#### What to produce
Copy out exactly the lines from the start of the data to the line containing "async fn main()". Include both.

#####

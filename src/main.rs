//! `ihr` - fetch Internet Health Report datasets from the command line
//!
//! Records are printed to stdout as JSON lines; log output goes to stderr
//! and is controlled with `RUST_LOG`.

use std::error::Error;

use clap::Parser;
use futures::StreamExt;
use tracing_subscriber::EnvFilter;

use ihr_client::cli::{Cli, Command};
use ihr_client::data::Dataset;
use ihr_client::fetch::Fetcher;
use ihr_client::query::FilterSpec;

#[tokio::main]
async fn main() -> Result<(), Box<dyn Error>> {
    tracing_subscriber::fmt()
        .with_env_filter(EnvFilter::from_default_env())
        .with_target(false)
        .with_writer(std::io::stderr)
        .init();

    let cli = Cli::parse();
    let (dataset, common, filters) = match cli.command {
        Command::Hegemony { common, origin_asns, asns } => (
            Dataset::hegemony(),
            common,
            FilterSpec::new()
                .with("originasn", origin_asns)
                .with("asn", asns),
        ),
        Command::Forwarding { common, asns } => (
            Dataset::forwarding(),
            common,
            FilterSpec::new().with("asn", asns),
        ),
        Command::Disconnect { common, streams } => (
            Dataset::disconnect(),
            common,
            FilterSpec::new().with("streamname", streams),
        ),
    };

    let range = common.time_range()?;

    let mut fetcher = Fetcher::new(dataset).with_workers(common.workers);
    if let Some(url) = &common.url {
        fetcher = fetcher.with_endpoint(url.clone());
    }
    if common.no_cache {
        fetcher = fetcher.without_cache();
    } else if let Some(dir) = &common.cache_dir {
        fetcher = fetcher.with_cache_dir(dir.clone());
    }

    let stream = fetcher.get_results(&filters, range, common.af)?;
    futures::pin_mut!(stream);
    while let Some(batch) = stream.next().await {
        for record in batch {
            println!("{record}");
        }
    }

    Ok(())
}
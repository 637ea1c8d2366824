//! Client library for the Internet Health Report (IHR) API
//!
//! Fetches the IHR routing datasets (AS hegemony, forwarding alarms,
//! disconnection events) through one generic engine: filter criteria are
//! expanded into queries, pagination is followed to exhaustion with bounded
//! concurrency, and completed result sets are cached on disk so identical
//! retrievals never hit the network twice.

pub mod cache;
pub mod cli;
pub mod data;
pub mod fetch;
pub mod query;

#####

#### Expected answer
filename src/main.rs
//! `ihr` - fetch Internet Health Report datasets from the command line
//!
//! Records are printed to stdout as JSON lines; log output goes to stderr
//! and is controlled with `RUST_LOG`.

use std::error::Error;

use clap::Parser;
use futures::StreamExt;
use tracing_subscriber::EnvFilter;

use ihr_client::cli::{Cli, Command};
use ihr_client::data::Dataset;
use ihr_client::fetch::Fetcher;
use ihr_client::query::FilterSpec;

#[tokio::main]
async fn main() -> Result<(), Box<dyn Error>> {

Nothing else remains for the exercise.